Heimska. La stupidité (Métailié, 2017)

©Philippe Matsas

Traducteur, poète et romancier islandais, Eiríkur Örn Norddahl a fait une entrée remarquée en France en 2015 avec Illska. Le mal, un roman coup de point à la fois écrit politique, historique, romanesque sur le chaos européen et l’infinie solitude humaine, consacré par le Prix de littérature islandaise et le Book Merchant’s Prize lors de sa sortie en langue originale en 2012.

Eiríkur Örn Norđdahl est né à Reykjavik en 1978 et a grandi à Isafjordur où il réside encore aujourd’hui.
Il commence à écrire en 2002 et a publié depuis six recueils de poésie, 6 romans et deux collections d’essais ainsi que des chroniques. En 2004, il est l’un des membres fondateurs du collectif poétique d’avant-garde Nyhil — dissout en 2011 —, un mouvement de poésie expérimentale et performative. Il obtient d’ailleurs une mention Honorable au Zebra Poetry Film Festival de Berlin en 2010 pour son animation poétique, Höpöhöpö Böks.
Il est également traducteur de l’anglais vers l’islandais d’auteurs comme Allen Ginsberg et Jo Nesbo. En 2008 il a reçu le Prix des traducteurs islandais pour sa traduction du roman de Jonathan Lethem, Les Orphelins de Brooklyn.

En 2017, il publie Heimska. La stupidité (traduit par Éric Boury) chez Metailié, un roman plus ramassé qu’Illska mais tout aussi frappant où l’auteur décortique notre rapport à l’image dans un futur proche où le monde est constamment sous « surVeillance » et où l’intimité n’existe plus. Heimska a remporté le prix Transfuge du meilleur roman scandinave 2017.


Bibliographie

  • Heimska. La Stupidité (Métailié, 2017)
  • Illska. Le mal (Métailié, 2015)
Heimska

Heimska

Métailié - 2017

Futur proche, bienvenue dans la surVeillance : les caméras sont partout, impossible de se déconnecter. Au royaume de la transparence, tout ce qui est caché est suspect. 
Áki et Lenita viennent de se séparer et se vengent par personnes interposées en se livrant à toutes sortes d’expériences sexuelles sous l’œil attentif des webcams. Tous deux écrivains, ils achèvent chacun leur roman. Un roman unique. Qui fera date. 
À Isafjördur, le soleil de minuit commence à pâlir et les mystérieuses coupures d’électricité se multiplient, privant les habitants des joies du voyeurisme ; un groupe d’étudiants en arts squatte une ancienne usine de crevettes en cultivant des projets louches ; les autorités sévissent, pas toujours raisonnable"
Dystopie contemporaine, Heimska est une satire vibrante de notre addiction à la vie des autres, de notre obsession de la transparence, de notre vanité sans bornes. Norðdahl passe le monde à la moulinette : l’art, l’amour et la politique sont autant d’illusions narcissiques qu’il convient de déboulonner avec une joie féroce.
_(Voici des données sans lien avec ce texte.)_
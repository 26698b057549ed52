//! Content-addressed duplicate code detection.
//!
//! The detector works on raw text, not syntax trees:
//!
//! 1. Every file is cut into overlapping line windows (`min_lines` up to
//!    `max_window` lines from each start line). Windows shorter than
//!    `min_chars` characters once trimmed are dropped.
//! 2. Each window is normalized (whitespace runs collapsed, string literals
//!    and numerals replaced by placeholders, lowercased) and hashed with
//!    SHA-256.
//! 3. Windows sharing a fingerprint across different files become candidate
//!    matches.
//! 4. Candidates are filtered largest-first so that, per ordered file pair,
//!    no two accepted matches overlap on either side. The nested sub-windows
//!    of a large duplicate collapse into the single largest match.

use lazy_static::lazy_static;
use rayon::prelude::*;
use regex::{Captures, Regex};
use serde::{Deserialize, Serialize};
use sha2::{Digest, Sha256};
use std::borrow::Cow;
use std::collections::{BTreeSet, HashMap};
use std::fmt;
use std::path::{Path, PathBuf};
use tracing::{debug, warn};

use crate::config::{DuplicationSettings, ExcludeMatcher};

use super::{
    collect_source_files, relative_path, Analyzer, AnalyzerData, ScanContext, DUPLICATION,
    SOURCE_EXTENSIONS,
};

/// Lines of the newer block kept as the match sample.
const SAMPLE_LINES: usize = 10;

lazy_static! {
    static ref WHITESPACE: Regex = Regex::new(r"\s+").unwrap();
    // A single quote only opens a literal after a non-word character, so
    // apostrophes inside comments ("don't") stay text.
    static ref QUOTED_LITERAL: Regex = Regex::new(
        r#"(?m)(^|[^\w])'(?:[^'\\\n]|\\.)*'|"(?:[^"\\\n]|\\.)*"|`(?:[^`\\\n]|\\.)*`"#
    )
    .unwrap();
    // Rust quotes: single quotes are char literals or lifetimes.
    static ref RUST_STRING: Regex = Regex::new(r#""(?:[^"\\\n]|\\.)*""#).unwrap();
    static ref RUST_CHAR: Regex =
        Regex::new(r"'(?:[^'\\\n]|\\u\{[0-9a-fA-F]{1,6}\}|\\[^\n])'").unwrap();
    static ref NUMERAL: Regex = Regex::new(r"\d+(?:\.\d+)?").unwrap();
}

/// How string literals are delimited in a source file.
#[derive(Debug, Clone, Copy, Default, PartialEq, Eq)]
pub enum QuoteStyle {
    /// Single, double and backtick quotes all delimit strings.
    #[default]
    Standard,
    /// Only double quotes delimit strings; `'x'` is a char literal and
    /// `'a` a lifetime.
    Rust,
}

impl QuoteStyle {
    pub fn for_path(path: &str) -> Self {
        if path.ends_with(".rs") {
            QuoteStyle::Rust
        } else {
            QuoteStyle::Standard
        }
    }
}

/// Normalize a block of text for fingerprinting.
///
/// The original text is never modified; this only produces the comparison key.
pub fn normalize(text: &str) -> String {
    normalize_with(text, QuoteStyle::Standard)
}

/// Normalize with the literal rules of `style`.
///
/// Literals are replaced before whitespace is collapsed and never span a
/// line break, so a stray quote cannot swallow the code after it.
pub fn normalize_with(text: &str, style: QuoteStyle) -> String {
    let no_strings = match style {
        QuoteStyle::Standard => QUOTED_LITERAL.replace_all(text, |caps: &Captures| {
            let prefix = caps.get(1).map_or("", |m| m.as_str());
            format!("{}\"str\"", prefix)
        }),
        QuoteStyle::Rust => {
            let strings = RUST_STRING.replace_all(text, "\"str\"");
            Cow::Owned(RUST_CHAR.replace_all(&strings, "'c'").into_owned())
        }
    };
    let collapsed = WHITESPACE.replace_all(&no_strings, " ");
    let no_numbers = NUMERAL.replace_all(&collapsed, "0");
    no_numbers.to_lowercase()
}

/// SHA-256 digest of a block's normalized text.
#[derive(Debug, Clone, Copy, PartialEq, Eq, Hash)]
pub struct Fingerprint([u8; 32]);

impl fmt::Display for Fingerprint {
    fn fmt(&self, f: &mut fmt::Formatter<'_>) -> fmt::Result {
        write!(f, "{}", hex::encode(self.0))
    }
}

/// Fingerprint of `text` after normalization.
pub fn fingerprint(text: &str) -> Fingerprint {
    fingerprint_with(text, QuoteStyle::Standard)
}

pub fn fingerprint_with(text: &str, style: QuoteStyle) -> Fingerprint {
    let digest = Sha256::digest(normalize_with(text, style).as_bytes());
    Fingerprint(digest.into())
}

/// Inclusive, 1-based line range.
#[derive(Debug, Clone, Copy, PartialEq, Eq, Serialize, Deserialize)]
pub struct LineRange {
    pub start: usize,
    pub end: usize,
}

impl LineRange {
    pub fn new(start: usize, end: usize) -> Self {
        Self { start, end }
    }

    pub fn len(&self) -> usize {
        self.end + 1 - self.start
    }

    pub fn is_empty(&self) -> bool {
        self.end < self.start
    }

    pub fn overlaps(&self, other: &LineRange) -> bool {
        self.start <= other.end && other.start <= self.end
    }
}

impl fmt::Display for LineRange {
    fn fmt(&self, f: &mut fmt::Formatter<'_>) -> fmt::Result {
        write!(f, "{}-{}", self.start, self.end)
    }
}

/// A candidate window borrowed from a loaded source file.
#[derive(Debug, Clone)]
pub struct CodeBlock<'a> {
    pub source_file: &'a str,
    pub start_line: usize,
    pub end_line: usize,
    pub raw_content: &'a str,
    pub normalized_hash: Fingerprint,
}

impl CodeBlock<'_> {
    pub fn lines(&self) -> LineRange {
        LineRange::new(self.start_line, self.end_line)
    }

    pub fn line_count(&self) -> usize {
        self.lines().len()
    }
}

/// Two blocks in different files with the same fingerprint.
#[derive(Debug, Clone, PartialEq, Eq, Serialize, Deserialize)]
#[serde(rename_all = "camelCase")]
pub struct DuplicateMatch {
    pub file_a: String,
    pub file_b: String,
    pub line_range_a: LineRange,
    pub line_range_b: LineRange,
    pub line_count: usize,
    pub sample_content: String,
}

impl DuplicateMatch {
    /// Whether `self` and `other` describe overlapping regions of the same
    /// ordered file pair.
    pub fn overlaps(&self, other: &DuplicateMatch) -> bool {
        self.file_a == other.file_a
            && self.file_b == other.file_b
            && (self.line_range_a.overlaps(&other.line_range_a)
                || self.line_range_b.overlaps(&other.line_range_b))
    }
}

/// Byte spans of each line, excluding the line terminator.
fn line_spans(content: &str) -> Vec<(usize, usize)> {
    let mut spans = Vec::new();
    let mut start = 0;
    for (idx, byte) in content.bytes().enumerate() {
        if byte == b'\n' {
            let end = if idx > start && content.as_bytes()[idx - 1] == b'\r' {
                idx - 1
            } else {
                idx
            };
            spans.push((start, end));
            start = idx + 1;
        }
    }
    if start < content.len() {
        spans.push((start, content.len()));
    }
    spans
}

/// Cut `content` into every window of `min_lines..=max_window` lines.
///
/// Windows are produced in start-line order, shortest first.
pub fn extract_blocks<'a>(
    source_file: &'a str,
    content: &'a str,
    settings: &DuplicationSettings,
) -> Vec<CodeBlock<'a>> {
    let spans = line_spans(content);
    let total = spans.len();
    let style = QuoteStyle::for_path(source_file);
    let mut blocks = Vec::new();

    if settings.min_lines == 0 {
        return blocks;
    }

    for i in 0..total {
        let last = (i + settings.max_window).min(total);
        let first = i + settings.min_lines;
        if first > last {
            break;
        }
        for j in first..=last {
            let raw = &content[spans[i].0..spans[j - 1].1];
            if raw.trim().chars().count() < settings.min_chars {
                continue;
            }
            blocks.push(CodeBlock {
                source_file,
                start_line: i + 1,
                end_line: j,
                raw_content: raw,
                normalized_hash: fingerprint_with(raw, style),
            });
        }
    }

    blocks
}

/// Greedy largest-first overlap filter.
///
/// Matches are stably sorted by `line_count` descending, so equal-size
/// candidates keep discovery order. A match is accepted only if it does not
/// overlap an already accepted match of the same ordered file pair.
pub fn resolve_overlaps(mut matches: Vec<DuplicateMatch>) -> Vec<DuplicateMatch> {
    matches.sort_by(|a, b| b.line_count.cmp(&a.line_count));

    let mut accepted: Vec<DuplicateMatch> = Vec::new();
    let mut by_pair: HashMap<(String, String), Vec<usize>> = HashMap::new();

    for candidate in matches {
        let key = (candidate.file_a.clone(), candidate.file_b.clone());
        let indices = by_pair.entry(key).or_default();
        if indices.iter().any(|&i| accepted[i].overlaps(&candidate)) {
            continue;
        }
        indices.push(accepted.len());
        accepted.push(candidate);
    }

    accepted
}

fn sample_of(raw: &str) -> String {
    raw.lines().take(SAMPLE_LINES).collect::<Vec<_>>().join("\n")
}

/// A loaded source file, path relative to the project root.
#[derive(Debug, Clone)]
pub struct SourceFile {
    pub path: String,
    pub content: String,
}

/// Payload produced by the duplication analyzer.
#[derive(Debug, Clone, Default, Serialize, Deserialize)]
#[serde(rename_all = "camelCase")]
pub struct DuplicationData {
    pub matches: Vec<DuplicateMatch>,
    pub files_scanned: usize,
    pub total_lines: usize,
    pub duplicated_lines: usize,
    /// Files that could not be read
    #[serde(default)]
    pub skipped_files: Vec<String>,
}

impl DuplicationData {
    /// Share of scanned lines covered by at least one accepted match, in percent.
    pub fn duplication_percentage(&self) -> f64 {
        if self.total_lines == 0 {
            return 0.0;
        }
        self.duplicated_lines as f64 / self.total_lines as f64 * 100.0
    }
}

/// Runs the block extraction / bucketing / overlap pipeline.
#[derive(Debug, Clone, Default)]
pub struct DuplicateDetector {
    settings: DuplicationSettings,
    debug: bool,
}

impl DuplicateDetector {
    pub fn new(settings: DuplicationSettings) -> Self {
        Self {
            settings,
            debug: false,
        }
    }

    pub fn debug(mut self, debug: bool) -> Self {
        self.debug = debug;
        self
    }

    /// Find duplicated regions across `files`, in discovery order.
    pub fn find_duplicates(&self, files: &[SourceFile]) -> Vec<DuplicateMatch> {
        let per_file: Vec<Vec<CodeBlock<'_>>> = files
            .par_iter()
            .map(|f| extract_blocks(&f.path, &f.content, &self.settings))
            .collect();

        if self.debug {
            for (file, blocks) in files.iter().zip(&per_file) {
                debug!("{}: {} candidate blocks", file.path, blocks.len());
            }
        }

        let mut buckets: HashMap<Fingerprint, Vec<&CodeBlock<'_>>> = HashMap::new();
        let mut candidates = Vec::new();

        for block in per_file.iter().flatten() {
            let seen = buckets.entry(block.normalized_hash).or_default();
            for prior in seen.iter().filter(|p| p.source_file != block.source_file) {
                candidates.push(DuplicateMatch {
                    file_a: prior.source_file.to_string(),
                    file_b: block.source_file.to_string(),
                    line_range_a: prior.lines(),
                    line_range_b: block.lines(),
                    line_count: block.line_count(),
                    sample_content: sample_of(block.raw_content),
                });
            }
            seen.push(block);
        }

        if self.debug {
            debug!("{} candidate matches before overlap resolution", candidates.len());
        }

        resolve_overlaps(candidates)
    }

    /// Scan a project directory.
    pub fn scan(&self, root: &Path, excludes: &ExcludeMatcher) -> DuplicationData {
        let paths = collect_source_files(root, excludes, SOURCE_EXTENSIONS);
        let (files, skipped) = load_sources(root, &paths);

        let total_lines = files.iter().map(|f| f.content.lines().count()).sum();
        let matches = self.find_duplicates(&files);
        let duplicated_lines = count_duplicated_lines(&matches);

        DuplicationData {
            files_scanned: files.len(),
            total_lines,
            duplicated_lines,
            matches,
            skipped_files: skipped,
        }
    }
}

fn load_sources(root: &Path, paths: &[PathBuf]) -> (Vec<SourceFile>, Vec<String>) {
    let mut files = Vec::with_capacity(paths.len());
    let mut skipped = Vec::new();

    for path in paths {
        let rel = relative_path(root, path).to_string_lossy().to_string();
        match std::fs::read_to_string(path) {
            Ok(content) => files.push(SourceFile { path: rel, content }),
            Err(e) => {
                warn!("skipping unreadable file {}: {}", path.display(), e);
                skipped.push(rel);
            }
        }
    }

    (files, skipped)
}

/// Distinct (file, line) positions covered by any match side.
fn count_duplicated_lines(matches: &[DuplicateMatch]) -> usize {
    let mut covered: BTreeSet<(&str, usize)> = BTreeSet::new();
    for m in matches {
        for line in m.line_range_a.start..=m.line_range_a.end {
            covered.insert((m.file_a.as_str(), line));
        }
        for line in m.line_range_b.start..=m.line_range_b.end {
            covered.insert((m.file_b.as_str(), line));
        }
    }
    covered.len()
}

/// Analyzer wrapper around [`DuplicateDetector`].
pub struct DuplicationAnalyzer;

#[async_trait::async_trait]
impl Analyzer for DuplicationAnalyzer {
    fn name(&self) -> &'static str {
        DUPLICATION
    }

    async fn analyze(&self, ctx: &ScanContext) -> anyhow::Result<AnalyzerData> {
        let detector = DuplicateDetector::new(ctx.config.duplication.clone()).debug(ctx.debug());
        let root = ctx.project_path().to_path_buf();
        let excludes = ctx.excludes.clone();

        let data = tokio::task::spawn_blocking(move || detector.scan(&root, &excludes)).await?;
        Ok(AnalyzerData::Duplication(data))
    }
}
Traduit de l’islandais par Éric Boury


Revue de presse

  • “Norddhal mène son affaire avec une cruauté triste, les accents prophétiques (et politiques) d’un romancier pur." (Livres Hebdo)
  • “Révélant, dans une économie de mots et une rythmique syntaxique implacable, la dérive des naufragés de la vie, le vide des eistences, la douleur sourde des êtres. Une façon magistrale de raconter la vie.” (Myriam Perfett, Marianne)
  • “Peu de chances de dénicher ailleurs l’alliage tragico-comique et la prestesse de narration caractérisant son style. les romans de Norddahl procurent cette forme pure de griserie, la plus proche de la lettre comme s’il s’agissait d’un mot-valise : le gris allié à la rêverie.”(Macha Séry, Le Monde des livres)
Illska

Illska

Métailié - 2015

Événement dans l’histoire mondiale : Agnes et Omar se rencontrent par un dimanche matin glacial dans la queue des taxis au centre-ville de Reykjavik. Agnes rencontre aussi Arnor, un néonazi cultivé, pour sa thèse sur l’extrême droite contemporaine. Trois ans, un enfant et une crise de jalousie plus tard, Omar brûle entièrement leur maison et quitte le pays. L’histoire commence en réalité bien avant, au cours de l’été 1941, quand les Einsatzgruppen, aidés par la population locale, massacrent tous les Juifs de la petite ville lituanienne de Jurbarkas. Deux arrière-grands-pères d’Agnes sont pris dans la tourmente – l’un d’eux tue l’autre – et, trois générations plus tard, Agnes est obsédée par le sujet. Illska parle de l’Holocauste et d’amour, d’Islande et de Lituanie, d’Agnes qui se perd en elle-même, d’Agnes qui ne sait pas qui est le père de son enfant, d’Agnes qui aime Omar qui aime Agnes qui aime Arnor. Dans un jeu vertigineux, Norđdahl interroge le fascisme et ses avatars contemporains avec une étonnante maîtrise de la narration. Illska est un livre surprenant et immense écrit par un homme jeune, mais appelé à devenir un grand, sans doute un très grand écrivain.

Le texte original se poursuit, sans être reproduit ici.